Mais le regard brûle au-dedans ; regard inverse, jeté comme une sonde aux profondeurs secrètes où s'assemble, se serre, en noyau fou, solaire, un tumulte de forces impulsives, d'émotions flamboyantes, de rêves qui blasphèment et qui jettent des sorts. Remonte alors avec les houles, avec les laves, jusqu'à la main qui scarifie, un univers de pierre, d'eau, de feu et d'air, habité çà et là par des monstres qui rient atroces ou débonnaires, traversé de regards sans repos, secoué d'étreintes charnues, frôlé, quelquefois, de plumeuses tendresses, d'émoi délicats.
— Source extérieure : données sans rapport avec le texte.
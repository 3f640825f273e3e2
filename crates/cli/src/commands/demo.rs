// SPDX-License-Identifier: BUSL-1.1
// Copyright (c) 2026 Alfred Jean LLC

//! `strand demo` - guided tours of the manager and the stock workers

use super::{report, stop_on_interrupt, Settings};
use crate::output;
use anyhow::{Context, Result};
use clap::{Args, Subcommand};
use serde::Serialize;
use std::fmt;
use std::io::Write;
use std::net::TcpListener;
use std::ops::RangeInclusive;
use std::sync::atomic::{AtomicU32, Ordering};
use std::sync::Arc;
use std::thread;
use std::time::Duration;
use strand_core::{FnFactory, ManagerConfig, Worker, DEFAULT_POLL_INTERVAL};
use strand_engine::ThreadManager;
use strand_workers::{
    DataProcessorWorker, FileMonitorWorker, MonitorWorker, NetworkCheckerWorker, TaskWorker,
    TimerWorker,
};

#[derive(Args)]
pub struct DemoArgs {
    /// Time scale: 2 runs twice as fast
    #[arg(long, default_value_t = 1.0, value_parser = parse_speed, global = true)]
    pub speed: f64,

    #[command(subcommand)]
    pub command: DemoCommand,
}

#[derive(Subcommand)]
pub enum DemoCommand {
    /// Monitor, task and timer workers with pause, resume and stop
    Basic,
    /// File monitor, data processor and network checker
    Custom,
}

/// Keeps every scaled demo duration well inside `Duration`
const SPEED_RANGE: RangeInclusive<f64> = 0.01..=1000.0;

fn parse_speed(s: &str) -> Result<f64, String> {
    let speed: f64 = s.parse().map_err(|_| format!("invalid speed: {s}"))?;
    if SPEED_RANGE.contains(&speed) {
        Ok(speed)
    } else {
        Err(format!(
            "speed must be between {} and {}, got {s}",
            SPEED_RANGE.start(),
            SPEED_RANGE.end()
        ))
    }
}

/// Scales demo durations
#[derive(Clone, Copy)]
struct Pace(f64);

impl Pace {
    fn ms(self, millis: u64) -> Duration {
        Duration::from_millis(millis).div_f64(self.0)
    }

    fn sleep(self, millis: u64) {
        thread::sleep(self.ms(millis));
    }
}

pub fn handle(args: DemoArgs, settings: &Settings) -> Result<()> {
    let pace = Pace(args.speed);
    let base = ManagerConfig::default().with_poll_interval(DEFAULT_POLL_INTERVAL.div_f64(pace.0));
    let manager = Arc::new(ThreadManager::with_config(settings.manager_config(base)?));
    stop_on_interrupt(&manager)?;

    match args.command {
        DemoCommand::Basic => basic(&manager, pace, settings),
        DemoCommand::Custom => custom(&manager, pace, settings),
    }
}

fn basic(manager: &ThreadManager, pace: Pace, settings: &Settings) -> Result<()> {
    println!("1. Monitor thread (runs until stopped)");
    let checks = Arc::new(AtomicU32::new(0));
    let counter = Arc::clone(&checks);
    let monitor = MonitorWorker::new(pace.ms(1000)).with_callback(move || {
        let n = counter.fetch_add(1, Ordering::SeqCst) + 1;
        tracing::info!(check = n, "system status check: all good");
        Ok(())
    });
    let monitor_id = manager
        .create_thread_with_worker(monitor, Some("SystemMonitor"))
        .context("failed to create monitor thread")?;

    println!("2. Task thread (runs once)");
    let download = TaskWorker::new(move || {
        for percent in (0..=100).step_by(25) {
            if percent > 0 {
                pace.sleep(500);
            }
            tracing::info!(percent, "download progress");
        }
        Ok(())
    })
    .with_description("File download task");
    manager
        .create_thread_with_worker(download, Some("FileDownloader"))
        .context("failed to create task thread")?;

    println!("3. Timer thread (5 triggers)");
    manager
        .add_factory(
            FnFactory::new("maintenance", move || {
                let fired = AtomicU32::new(0);
                let timer = TimerWorker::new(pace.ms(800), move || {
                    let n = fired.fetch_add(1, Ordering::SeqCst) + 1;
                    tracing::info!(run = n, "maintenance run");
                    Ok(())
                })
                .with_max_triggers(5);
                Ok(Box::new(timer) as Box<dyn Worker>)
            }),
            "maintenance",
        )
        .context("failed to register timer factory")?;
    manager
        .create_thread("maintenance", Some("MaintenanceTimer"))
        .context("failed to create timer thread")?;

    println!("4. Status checks");
    for i in 1..=8 {
        pace.sleep(1000);
        println!("--- status check #{i} ---");
        report(manager, settings.format);
    }

    println!("5. Thread control");
    println!("pausing monitor...");
    manager.pause_thread(monitor_id)?;
    pace.sleep(2000);
    println!("resuming monitor...");
    manager.resume_thread(monitor_id)?;
    pace.sleep(2000);
    println!("stopping monitor...");
    manager.stop_thread(monitor_id)?;

    println!("6. Waiting for all threads...");
    manager.wait_for_all();
    output::print(
        &BasicSummary {
            monitor_checks: checks.load(Ordering::SeqCst),
        },
        settings.format,
    );
    Ok(())
}

fn custom(manager: &ThreadManager, pace: Pace, settings: &Settings) -> Result<()> {
    println!("1. File monitor");
    let mut watched = tempfile::Builder::new()
        .prefix("strand-monitor-")
        .suffix(".txt")
        .tempfile()
        .context("failed to create watched file")?;
    writeln!(watched, "Initial content")?;
    watched.flush()?;
    let file_monitor = Arc::new(FileMonitorWorker::new(watched.path()).with_interval(pace.ms(2000)));
    manager.create_thread_with_worker(Arc::clone(&file_monitor), Some("FileMonitor"))?;

    println!("2. Data processor");
    let item_delay = pace.ms(200);
    let processor = Arc::new(DataProcessorWorker::new((1..=10).collect(), move |data| {
        let mut sum = 0;
        for n in data {
            sum += n;
            thread::sleep(item_delay);
        }
        Ok(sum)
    }));
    manager.create_thread_with_worker(Arc::clone(&processor), Some("DataProcessor"))?;

    println!("3. Network checker");
    // One endpoint that answers and one that refuses, so the demo stays offline
    let listener = TcpListener::bind("127.0.0.1:0").context("failed to bind demo endpoint")?;
    let open = listener.local_addr()?.to_string();
    let closed = TcpListener::bind("127.0.0.1:0")?.local_addr()?.to_string();
    let checker = Arc::new(
        NetworkCheckerWorker::new(vec![open, closed]).with_interval(pace.ms(3000)),
    );
    manager.create_thread_with_worker(Arc::clone(&checker), Some("NetworkChecker"))?;

    println!("4. Status checks");
    for i in 1..=10 {
        pace.sleep(1000);
        println!("--- status check #{i} ---");
        report(manager, settings.format);
        if i == 5 {
            writeln!(watched, "Additional content")?;
            watched.flush()?;
            println!("modified the watched file");
        }
    }

    println!("5. Stopping all threads...");
    manager.stop_all();
    manager.wait_for_all();
    drop(listener);

    output::print(
        &CustomSummary {
            data_result: processor.result(),
            file_changes: file_monitor.change_count(),
            network_ok: checker.success_count(),
            network_failed: checker.fail_count(),
        },
        settings.format,
    );
    Ok(())
}

#[derive(Serialize)]
struct BasicSummary {
    monitor_checks: u32,
}

impl fmt::Display for BasicSummary {
    fn fmt(&self, f: &mut fmt::Formatter<'_>) -> fmt::Result {
        write!(f, "monitor checks: {}", self.monitor_checks)
    }
}

#[derive(Serialize)]
struct CustomSummary {
    data_result: Option<i64>,
    file_changes: u32,
    network_ok: u32,
    network_failed: u32,
}

impl fmt::Display for CustomSummary {
    fn fmt(&self, f: &mut fmt::Formatter<'_>) -> fmt::Result {
        match self.data_result {
            Some(result) => writeln!(f, "data processor result: {result}")?,
            None => writeln!(f, "data processor result: none")?,
        }
        writeln!(f, "file changes: {}", self.file_changes)?;
        write!(
            f,
            "network checks: {} ok, {} failed",
            self.network_ok, self.network_failed
        )
    }
}
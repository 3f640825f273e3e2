// SPDX-License-Identifier: BUSL-1.1
// Copyright (c) 2026 Alfred Jean LLC

// Allow panic!/unwrap/expect in test code
#![cfg_attr(test, allow(clippy::panic))]
#![cfg_attr(test, allow(clippy::unwrap_used))]
#![cfg_attr(test, allow(clippy::expect_used))]

//! strand - run and supervise dedicated worker threads

mod commands;
mod logging;
mod output;
mod plan;

use anyhow::Result;
use clap::{Parser, Subcommand};
use commands::{demo, run, Settings};
use output::OutputFormat;
use std::path::PathBuf;

#[derive(Parser)]
#[command(
    name = "strand",
    version,
    about = "strand - dedicated worker threads with cooperative pause and stop"
)]
struct Cli {
    /// Manager config file (TOML)
    #[arg(long, global = true)]
    config: Option<PathBuf>,

    /// Thread ceiling, overriding any config (0 = unbounded)
    #[arg(long, global = true)]
    max_threads: Option<usize>,

    /// Write logs to this file instead of stderr
    #[arg(long, global = true)]
    log_file: Option<PathBuf>,

    /// Output format for status reports
    #[arg(long, global = true, value_enum, default_value_t = OutputFormat::Text)]
    format: OutputFormat,

    #[command(subcommand)]
    command: Commands,
}

#[derive(Subcommand)]
enum Commands {
    /// Run one of the bundled demonstrations
    Demo(demo::DemoArgs),
    /// Start the workers described in a plan file and wait for them
    Run(run::RunArgs),
}

fn main() -> Result<()> {
    let cli = Cli::parse();
    let _log_guard = logging::setup_logging(cli.log_file.as_deref())?;

    let settings = Settings {
        config: cli.config,
        max_threads: cli.max_threads,
        format: cli.format,
    };

    match cli.command {
        Commands::Demo(args) => demo::handle(args, &settings),
        Commands::Run(args) => run::handle(args, &settings),
    }
}
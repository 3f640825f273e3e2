// SPDX-License-Identifier: BUSL-1.1
// Copyright (c) 2026 Alfred Jean LLC

//! `strand run <plan>` - start the workers of a plan file

use super::{report, stop_on_interrupt, Settings};
use crate::plan::Plan;
use anyhow::{Context, Result};
use clap::Args;
use std::path::PathBuf;
use std::sync::Arc;
use std::time::{Duration, Instant};
use strand_engine::ThreadManager;

#[derive(Args)]
pub struct RunArgs {
    /// Plan file (TOML)
    pub plan: PathBuf,

    /// Stop every worker after this long (e.g. "30s")
    #[arg(long, value_parser = humantime::parse_duration)]
    pub duration: Option<Duration>,

    /// How often to print a status report
    #[arg(long, value_parser = humantime::parse_duration, default_value = "1s")]
    pub status_every: Duration,
}

pub fn handle(args: RunArgs, settings: &Settings) -> Result<()> {
    let plan = Plan::load(&args.plan)?;
    let config = settings.manager_config(plan.manager.clone())?;
    let manager = Arc::new(ThreadManager::with_config(config));
    stop_on_interrupt(&manager)?;

    for spec in &plan.workers {
        let id = manager
            .create_thread_with_worker(spec.build(), spec.name())
            .with_context(|| format!("failed to start {} worker", spec.kind()))?;
        tracing::debug!(thread_id = %id, kind = spec.kind(), "plan worker started");
    }
    report(&manager, settings.format);

    let deadline = args.duration.map(|duration| Instant::now() + duration);
    let status_every = args.status_every.max(Duration::from_millis(1));
    while !manager.wait_for_all_timeout(status_every) {
        if deadline.is_some_and(|deadline| Instant::now() >= deadline) {
            tracing::info!("run duration elapsed, stopping workers");
            manager.stop_all();
            manager.wait_for_all();
            break;
        }
        report(&manager, settings.format);
    }

    println!("All workers finished");
    Ok(())
}
// SPDX-License-Identifier: BUSL-1.1
// Copyright (c) 2026 Alfred Jean LLC

// Allow panic!/unwrap/expect in test code
#![cfg_attr(test, allow(clippy::panic))]
#![cfg_attr(test, allow(clippy::unwrap_used))]
#![cfg_attr(test, allow(clippy::expect_used))]
// Enable coverage(off) attribute for excluding test infrastructure
#![cfg_attr(coverage_nightly, feature(coverage_attribute))]

//! Ready-made workers for the strand thread manager

pub mod data_processor;
pub mod file_monitor;
pub mod loop_worker;
pub mod monitor;
pub mod network;
pub mod task;
pub mod timer;
pub mod traced;

#[cfg(any(test, feature = "test-support"))]
mod fake;

pub use data_processor::DataProcessorWorker;
pub use file_monitor::FileMonitorWorker;
pub use loop_worker::LoopWorker;
pub use monitor::MonitorWorker;
pub use network::{NetworkCheckerWorker, Probe, TcpProbe};
pub use task::TaskWorker;
pub use timer::TimerWorker;
pub use traced::TracedWorker;

// Test support - only compiled for tests or when explicitly requested
#[cfg(any(test, feature = "test-support"))]
pub use fake::{HookCall, HookRecorder, ScriptedWorker};

use strand_core::WorkerError;

/// Repeated callback run by periodic workers
pub type Callback = Box<dyn Fn() -> Result<(), WorkerError> + Send + Sync>;
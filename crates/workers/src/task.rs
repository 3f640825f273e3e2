// SPDX-License-Identifier: BUSL-1.1
// Copyright (c) 2026 Alfred Jean LLC

//! One-shot task

use std::sync::atomic::{AtomicBool, Ordering};
use std::sync::Mutex;
use strand_core::{Worker, WorkerControl, WorkerError};

type Job = Box<dyn FnOnce() -> Result<(), WorkerError> + Send>;

/// Runs a closure once and finishes
pub struct TaskWorker {
    control: WorkerControl,
    job: Mutex<Option<Job>>,
    description: String,
    completed: AtomicBool,
}

impl TaskWorker {
    pub fn new(job: impl FnOnce() -> Result<(), WorkerError> + Send + 'static) -> Self {
        Self {
            control: WorkerControl::new(),
            job: Mutex::new(Some(Box::new(job))),
            description: "Unnamed Task".to_string(),
            completed: AtomicBool::new(false),
        }
    }

    pub fn with_description(mut self, description: impl Into<String>) -> Self {
        let description = description.into();
        if !description.is_empty() {
            self.description = description;
        }
        self
    }

    /// Whether the closure ran to success
    pub fn is_completed(&self) -> bool {
        self.completed.load(Ordering::SeqCst)
    }
}

impl Worker for TaskWorker {
    fn control(&self) -> &WorkerControl {
        &self.control
    }

    fn run(&self) -> Result<(), WorkerError> {
        // A stop requested before the thread got going skips the job
        if !self.should_continue() {
            return Ok(());
        }
        let job = self.job.lock().unwrap_or_else(|e| e.into_inner()).take();
        let Some(job) = job else {
            return Ok(());
        };
        job().map_err(|e| WorkerError::callback("Task execution failed", e))?;
        self.completed.store(true, Ordering::SeqCst);
        Ok(())
    }

    fn type_name(&self) -> &str {
        "TaskWorker"
    }

    fn description(&self) -> String {
        self.description.clone()
    }

    fn on_start(&self) {
        tracing::info!(worker_type = self.type_name(), task = %self.description, "starting task");
    }

    fn on_stop(&self) {
        tracing::info!(worker_type = self.type_name(), task = %self.description, "task stopped");
    }

    fn on_error(&self, error: &str) {
        tracing::warn!(worker_type = self.type_name(), task = %self.description, error, "task failed");
    }
}

#[cfg(test)]
#[path = "task_tests.rs"]
mod tests;
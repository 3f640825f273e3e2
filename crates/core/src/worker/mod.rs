// SPDX-License-Identifier: BUSL-1.1
// Copyright (c) 2026 Alfred Jean LLC

//! Worker contract and state machine
//!
//! - **WorkerState** - `Stopped -> Running <-> Paused -> Finished`
//! - **WorkerControl** - lock-free state field plus stop/pause request flags
//! - **Worker** - capability trait every unit of work implements
//! - **WorkerFactory** - named, deferred worker construction

mod contract;
mod control;
mod factory;
mod state;

pub use contract::Worker;
pub use control::{WorkerControl, DEFAULT_POLL_INTERVAL};
pub use factory::{FnFactory, WorkerFactory};
pub use state::WorkerState;
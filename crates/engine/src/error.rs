// SPDX-License-Identifier: BUSL-1.1
// Copyright (c) 2026 Alfred Jean LLC

//! Error types for the thread manager

use crate::registry::ThreadId;
use strand_core::{WorkerError, WorkerState};
use thiserror::Error;

/// Why a manager operation was refused.
///
/// None of these are fatal: the registry and factory map are left exactly
/// as they were before the failed call.
#[derive(Debug, Error)]
pub enum ManagerError {
    #[error("thread not found: {0}")]
    ThreadNotFound(ThreadId),
    #[error("factory already registered: {0}")]
    FactoryExists(String),
    #[error("no factory registered for type: {0}")]
    UnknownType(String),
    #[error("no factory accepts config: {0}")]
    NoFactoryForConfig(String),
    #[error("thread limit reached ({max})")]
    AtCapacity { max: usize },
    #[error("factory {type_name} failed to construct a worker: {source}")]
    Construction {
        type_name: String,
        #[source]
        source: WorkerError,
    },
    #[error("thread {id} is {actual}, expected {expected}")]
    InvalidState {
        id: ThreadId,
        expected: WorkerState,
        actual: WorkerState,
    },
    #[error("worker has already been started (state {0})")]
    AlreadyStarted(WorkerState),
    #[error("failed to spawn thread: {0}")]
    Spawn(#[source] std::io::Error),
}

/// Collapse a creation result into the sentinel-id form
pub trait ManagerResultExt {
    /// The new id, or [`ThreadId::INVALID`] on any failure
    fn or_sentinel(self) -> ThreadId;
}

impl ManagerResultExt for Result<ThreadId, ManagerError> {
    fn or_sentinel(self) -> ThreadId {
        self.unwrap_or(ThreadId::INVALID)
    }
}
Univers fantastique et fantasque, frère sombre de l'autre, avec son humour noir et ses rites barbares, son ordre propre, ses désordres, ses bonheurs, ses horreurs et ses doutes.
Quand elle grave, ce qui d'abord ronge le cuivre, c'est sa volonté d'extirper ce qui hante, sa rage têtue de survivre, lent surgissement d'une conjuration.
Et, quand elle dessine, délivrée de l'âpreté fouisseuse qu'impose le métal, c'est un péril tout autre ; moins abyssal, simplement inscrit dans la trame de ce papier, fait à la main, qu'elle a choisi parce qu'il n'a rien de platement docile. Papier rebelle, quelle imprègne parfois d'encres vives, qu'elle déchire ou qu'elle froisse comme un chiffon ; papier complice, puisqu'il affecte alors une étrange patience, l'élasticité presque vivante du parchemin ; mais rebelle encore et toujours, parce que le grain de cette peau, ses marbrures, ses pelages, ses tatouages de hasard, - ce frissonnement d'épiderme - dissimulent des pièges qui pourraient bien séduire.
Ainsi s'affrontent, quand elle dessine, dans l'équilibre nécessairement précaire de la connivence et du défi, son plaisir et sa vigilance. affrontement ludique, où s'aiguisent la fantaisie et la sensualité de son imagination, et sa curiosité passionnée pour la beauté de vivre, pour l'énigme femelle qu'est peut-être la vie.
Alors peut se tramer, sur ce papier bourru et tendre, le complot des couleurs et de la lumière, qui agace la mort : gésines prodigieuses de femmes dont le ventre a mûri des bestiaires fabuleux ; métamorphoses animalières ; chimères organiques qui passent en contrebande la frontière du réel et puis, dans le vagabondage attentif de son geste, dans le glissement aérien des crayons, grappes de seins, amoncelés en paysages de terre-mère, jusqu'aux guirlandes nourricières d'une voie lactée échevelée...
Quand elle dessine, peut-être que s'allume une fête sorcière semeuse de "caprices"... Mais surtout s'exalte la vie, le scandale insolite et joyeux de la vie. En ce temps de mort lente, les gisants s'en étonnent.